INEQUALITY AND GROWTH
Inequality Seriously Damages Growth, IMF Seminar Hears
April 12, 2014
- Growing consensus creates unprecedented opportunity to act on inequality
- Macroeconomic policies can mitigate inequality
- Remedies include targeted health, education spending, more progressive taxes
Growth and inequality are mutually incompatible, participants agreed at a high level seminar held during the IMF-World Bank meetings, but they differed sharply about the priorities to address the rise in inequality over recent decades.
Income inequality has risen throughout the world. According to Oxfam, the top 85 richest people now own half the world’s wealth, the audience at the IMF seminar on “The Macroeconomics of Income Inequality,” was told.
Guy Ryder, Director General of the International Labor Organization, said a growing consensus about its damaging effects was creating an unprecedented opportunity to act on reducing inequality.
Previously, inequality was thought to be the price for a functioning global economy, “but now the IMF and other organizations say there is an alignment of getting the global economy working better, creating jobs that we need, and dealing with inequality,” said Ryder.
“If this is a problem, if we all agree this is a problem, what are we going to do about it?” he said.
Inequality “morally wrong”
Inequality is not only bad for growth, and a threat to democracy, but it is also “morally wrong” suggested Winnie Byanyima, Executive Director of the charity, Oxfam.
“It just cannot be right that millions are living in abject poverty while others—these 85 we’ve heard about—if they had one thousand life times, could not spend it [their wealth] all,” she said.

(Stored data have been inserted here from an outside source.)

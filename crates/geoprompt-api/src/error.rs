use axum::{
    http::StatusCode,
    response::{IntoResponse, Response},
    Json,
};
use geoprompt_core::GeopromptError;
use serde::Serialize;

/// Unified API error type
#[derive(Debug)]
pub struct ApiError {
    pub status: StatusCode,
    pub message: String,
    pub details: Option<String>,
}

impl ApiError {
    pub fn bad_request(message: impl Into<String>) -> Self {
        Self {
            status: StatusCode::BAD_REQUEST,
            message: message.into(),
            details: None,
        }
    }

    pub fn not_found(message: impl Into<String>) -> Self {
        Self {
            status: StatusCode::NOT_FOUND,
            message: message.into(),
            details: None,
        }
    }

    pub fn unavailable(message: impl Into<String>) -> Self {
        Self {
            status: StatusCode::SERVICE_UNAVAILABLE,
            message: message.into(),
            details: None,
        }
    }

    pub fn internal(message: impl Into<String>) -> Self {
        Self {
            status: StatusCode::INTERNAL_SERVER_ERROR,
            message: message.into(),
            details: None,
        }
    }

    pub fn with_details(mut self, details: impl Into<String>) -> Self {
        self.details = Some(details.into());
        self
    }
}

#[derive(Serialize)]
struct ErrorBody {
    error: String,
    #[serde(skip_serializing_if = "Option::is_none")]
    details: Option<String>,
}

impl IntoResponse for ApiError {
    fn into_response(self) -> Response {
        let body = ErrorBody {
            error: self.message,
            details: self.details,
        };
        (self.status, Json(body)).into_response()
    }
}

impl From<GeopromptError> for ApiError {
    fn from(err: GeopromptError) -> Self {
        match &err {
            e if e.is_fatal() => {
                Self::unavailable("Dataset engine is not available").with_details(err.to_string())
            }
            GeopromptError::UnknownDataset { .. } => {
                Self::not_found("Unknown dataset").with_details(err.to_string())
            }
            GeopromptError::Export(_) => Self::bad_request("Export failed").with_details(err.to_string()),
            GeopromptError::QueryExecution(_) => {
                Self::bad_request("Query failed").with_details(err.to_string())
            }
            _ => Self::internal("Internal error").with_details(err.to_string()),
        }
    }
}

#[cfg(test)]
mod tests {
    use super::*;

    #[test]
    fn test_status_mapping() {
        let setup = ApiError::from(GeopromptError::EngineSetup { reason: "bad magic".to_string() });
        assert_eq!(setup.status, StatusCode::SERVICE_UNAVAILABLE);
        assert!(setup.details.unwrap().contains("bad magic"));

        let unknown = ApiError::from(GeopromptError::UnknownDataset { name: "rivers".to_string() });
        assert_eq!(unknown.status, StatusCode::NOT_FOUND);

        let export = ApiError::from(GeopromptError::Export("Unknown export format".to_string()));
        assert_eq!(export.status, StatusCode::BAD_REQUEST);
    }
}
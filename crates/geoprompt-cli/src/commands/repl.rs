//! Interactive session: free text goes to the controller, `:` lines manage layers

use super::{print_reply, write_export, EngineChoice};
use crate::output::OutputWriter;
use crate::output_types::LayerRow;
use crate::progress::create_spinner;
use anyhow::{Context, Result};
use dialoguer::Input;
use geoprompt_core::config::LayeredConfig;
use geoprompt_map::{build_controller, ExportFormat, LayerId, MapController};
use std::path::Path;

const HELP: &str = "\
:layers                 list layers
:toggle ID              show or hide a layer
:remove ID              delete a layer
:clear                  delete all layers
:export FORMAT [IDS]    write geojson or csv to the current directory
:quit                   leave
Anything else is sent as a question.";

/// One parsed input line
#[derive(Debug, Clone, PartialEq)]
enum ReplCommand {
    Empty,
    Ask(String),
    Layers,
    Toggle(LayerId),
    Remove(LayerId),
    Clear,
    Export { format: ExportFormat, ids: Option<Vec<LayerId>> },
    Help,
    Quit,
}

fn parse_id(arg: Option<&str>, command: &str) -> Result<LayerId, String> {
    let arg = arg.ok_or_else(|| format!("Usage: {} ID", command))?;
    arg.parse().map_err(|_| format!("Not a layer id: {}", arg))
}

fn parse_line(line: &str) -> Result<ReplCommand, String> {
    let line = line.trim();
    if line.is_empty() {
        return Ok(ReplCommand::Empty);
    }
    let Some(command) = line.strip_prefix(':') else {
        return Ok(ReplCommand::Ask(line.to_string()));
    };

    let mut parts = command.split_whitespace();
    let name = parts.next().unwrap_or_default().to_lowercase();

    match name.as_str() {
        "layers" | "ls" => Ok(ReplCommand::Layers),
        "toggle" => parse_id(parts.next(), ":toggle").map(ReplCommand::Toggle),
        "remove" | "rm" => parse_id(parts.next(), ":remove").map(ReplCommand::Remove),
        "clear" => Ok(ReplCommand::Clear),
        "export" => {
            let format = parts
                .next()
                .ok_or_else(|| "Usage: :export FORMAT [IDS]".to_string())?
                .parse::<ExportFormat>()
                .map_err(|e| e.to_string())?;

            let ids = parts
                .flat_map(|part| part.split(','))
                .filter(|part| !part.is_empty())
                .map(|part| part.parse::<LayerId>().map_err(|_| format!("Not a layer id: {}", part)))
                .collect::<Result<Vec<_>, _>>()?;

            Ok(ReplCommand::Export {
                format,
                ids: if ids.is_empty() { None } else { Some(ids) },
            })
        }
        "help" | "h" | "?" => Ok(ReplCommand::Help),
        "quit" | "q" | "exit" => Ok(ReplCommand::Quit),
        other => Err(format!("Unknown command :{}. Try :help", other)),
    }
}

fn show_layers(controller: &MapController, output: &OutputWriter) -> Result<()> {
    let rows: Vec<LayerRow> = controller.session().summaries().into_iter().map(LayerRow::from).collect();
    output.table(rows)?;
    if let Some(label) = controller.session().location_label() {
        output.kv("Location", label);
    }
    Ok(())
}

pub async fn execute(config: &LayeredConfig, choice: EngineChoice, output: &OutputWriter) -> Result<()> {
    let mut controller = build_controller(config, choice).context("Failed to set up the map controller")?;

    output.info("Ask a question, or :help for commands");

    loop {
        let line: String = match Input::<String>::new().with_prompt("geoprompt").allow_empty(true).interact_text() {
            Ok(line) => line,
            Err(e) => {
                tracing::debug!(error = %e, "Input closed");
                break;
            }
        };

        let command = match parse_line(&line) {
            Ok(command) => command,
            Err(message) => {
                output.error(message);
                continue;
            }
        };

        match command {
            ReplCommand::Empty => {}
            ReplCommand::Quit => break,
            ReplCommand::Help => println!("{}", HELP),
            ReplCommand::Ask(text) => {
                let spinner = create_spinner("Thinking...", output.is_json());
                let reply = controller.submit(&text).await;
                spinner.finish_and_clear();
                let reply = reply.context("Dataset engine is not available")?;

                if output.is_json() {
                    output.result(&reply)?;
                } else {
                    print_reply(output, &reply);
                }
            }
            ReplCommand::Layers => show_layers(&controller, output)?,
            ReplCommand::Toggle(id) => {
                if controller.session_mut().toggle_visible(id) {
                    let visible = controller.session().layer(id).is_some_and(|layer| layer.visible);
                    output.success(format!("Layer {} is now {}", id, if visible { "visible" } else { "hidden" }));
                } else {
                    output.error(format!("Layer {} not found", id));
                }
            }
            ReplCommand::Remove(id) => {
                if controller.session_mut().remove(id) {
                    output.success(format!("Removed layer {}", id));
                } else {
                    output.error(format!("Layer {} not found", id));
                }
            }
            ReplCommand::Clear => {
                if controller.session_mut().clear_all() {
                    output.success("Cleared all layers");
                } else {
                    output.info("No layers to clear");
                }
            }
            ReplCommand::Export { format, ids } => {
                match write_export(&controller, format, ids.as_deref(), Path::new(".")) {
                    Ok(written) => output.success(format!(
                        "Exported {} layer(s) to {}",
                        written.layers,
                        written.path.display()
                    )),
                    Err(e) => output.error(e),
                }
            }
        }
    }

    Ok(())
}

#[cfg(test)]
mod tests {
    use super::*;

    #[test]
    fn test_plain_text_is_a_question() {
        assert_eq!(
            parse_line("  show roads near Tartu ").unwrap(),
            ReplCommand::Ask("show roads near Tartu".to_string())
        );
        assert_eq!(parse_line("   ").unwrap(), ReplCommand::Empty);
    }

    #[test]
    fn test_layer_commands() {
        assert_eq!(parse_line(":layers").unwrap(), ReplCommand::Layers);
        assert_eq!(parse_line(":toggle 42").unwrap(), ReplCommand::Toggle(LayerId(42)));
        assert_eq!(parse_line(":remove 7").unwrap(), ReplCommand::Remove(LayerId(7)));
        assert_eq!(parse_line(":CLEAR").unwrap(), ReplCommand::Clear);
        assert_eq!(parse_line(":q").unwrap(), ReplCommand::Quit);
    }

    #[test]
    fn test_export_with_ids() {
        assert_eq!(
            parse_line(":export csv 1,2 3").unwrap(),
            ReplCommand::Export {
                format: ExportFormat::Csv,
                ids: Some(vec![LayerId(1), LayerId(2), LayerId(3)]),
            }
        );
        assert_eq!(
            parse_line(":export geojson").unwrap(),
            ReplCommand::Export { format: ExportFormat::GeoJson, ids: None }
        );
    }

    #[test]
    fn test_bad_commands() {
        assert!(parse_line(":toggle").unwrap_err().contains("Usage"));
        assert!(parse_line(":remove abc").unwrap_err().contains("Not a layer id"));
        assert!(parse_line(":export pdf").is_err());
        assert!(parse_line(":launch").unwrap_err().contains("Unknown command"));
    }
}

Jeffrey Sachs, head of the Earth Institute at Columbia University, identified many different types of inequality including inequality of income, wealth, power, and well being. He was scathing about the significant growth in inequality in the United States which, he said, had allowed the richest to hijack the political process for their own gain.
IMF publishes on inequality
Over the last year, the IMF has published two major papers on inequality which explain its effect on growth, and how tax and spending policies can be designed to help achieve redistribution at a minimal cost to economic efficiency.
A number of participants welcomed the publication of the IMF research which have contributed to the growing consensus on the need to address inequality.
The Deputy Managing Director of the IMF, Min Zhu, said inequality could be addressed through government policies. “Macroeconomic policies matter,” he said. It was a recognition which was now routinely integrated into the Fund’s work.
“When we advise authorities in our country work, we always put jobs, and growth, and employment into policy formation,” he told the audience.
He said it was critical that the Fund understand the impact of macroeconomics and to devise policy accordingly. “Think about it, if income is concentrated in a small group of people it will change consumption because the capacity for consumption is different at different income levels,” he said.
Proposals to address inequality
Tyler Cowen, a professor at George Mason University, suggested some additional measures which could help reduce global inequality, including encouraging immigration, conditional cash transfers, and investing in public health and agriculture.
“I think inequality is a symptom of an underlying problem which is not enough opportunities,” Cowen said, adding that his proposals would create openings for poor people.
“If we are concerned with inequality, I would say let’s focus on it with a problem-solving mentality,” he said.
A number of the participants attacked tax evasion and illicit financial flows by corporations, which Byanyima said was money that could be spent on public services “a real income for the poor”.
Inequality’s impact on “the guy on the street”
Ryder said there was no need to look at the “extreme” examples of tax avoidance and aggressive evasion. “Let’s look at the middle,” he said. “How are we going to put money back in people’s pockets?...Let’s look at what’s happening right here, right now, at the guy on the street,” he said.
Sachs said that inequality was often passed on and exacerbated through generations; that the rich could make higher “investments in human capital” such as education and health, than the poor.
“Taxing the rich to enable everyone to have an opportunity is one piece of this puzzle. It’s not a conflict between fairness and growth, but puts the two together,” said Sachs.